[Stored dataset items]
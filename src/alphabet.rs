//! Symbols and the alphabet an automaton reads.

use bincode::{Decode, Encode};

pub type Symbol = char;

/// A finite set of symbols, kept sorted so that every algorithm iterating over
/// it visits the symbols in the same order.
#[derive(Debug, Clone, Default, PartialEq, Eq, Hash, Encode, Decode)]
pub struct Alphabet {
    symbols: Vec<Symbol>,
}

impl Alphabet {
    pub fn new() -> Self {
        Self::default()
    }

    /// Adds a symbol, returning `false` if it was already present.
    pub fn insert(&mut self, symbol: Symbol) -> bool {
        match self.symbols.binary_search(&symbol) {
            Ok(_) => false,
            Err(position) => {
                self.symbols.insert(position, symbol);
                true
            }
        }
    }

    pub fn contains(&self, symbol: Symbol) -> bool {
        self.symbols.binary_search(&symbol).is_ok()
    }

    pub fn len(&self) -> usize {
        self.symbols.len()
    }

    pub fn is_empty(&self) -> bool {
        self.symbols.is_empty()
    }

    pub fn iter(&self) -> impl ExactSizeIterator<Item = Symbol> + '_ {
        self.symbols.iter().copied()
    }

    pub fn as_slice(&self) -> &[Symbol] {
        &self.symbols
    }

    /// Whether the symbols are strictly increasing, as `insert` keeps them.
    pub(crate) fn is_canonical(&self) -> bool {
        self.symbols.windows(2).all(|pair| pair[0] < pair[1])
    }
}

impl FromIterator<Symbol> for Alphabet {
    fn from_iter<I: IntoIterator<Item = Symbol>>(iter: I) -> Self {
        let mut symbols: Vec<Symbol> = iter.into_iter().collect();
        symbols.sort_unstable();
        symbols.dedup();
        Self { symbols }
    }
}

impl Extend<Symbol> for Alphabet {
    fn extend<I: IntoIterator<Item = Symbol>>(&mut self, iter: I) {
        for symbol in iter {
            self.insert(symbol);
        }
    }
}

What the task asks – Final part of the records: return the line that contains "fn extend<I: IntoIterator<Item" and every line after it, exactly, with no other lines added.

Answer to this problem –
    fn extend<I: IntoIterator<Item = Symbol>>(&mut self, iter: I) {
        for symbol in iter {
            self.insert(symbol);
        }
    }
}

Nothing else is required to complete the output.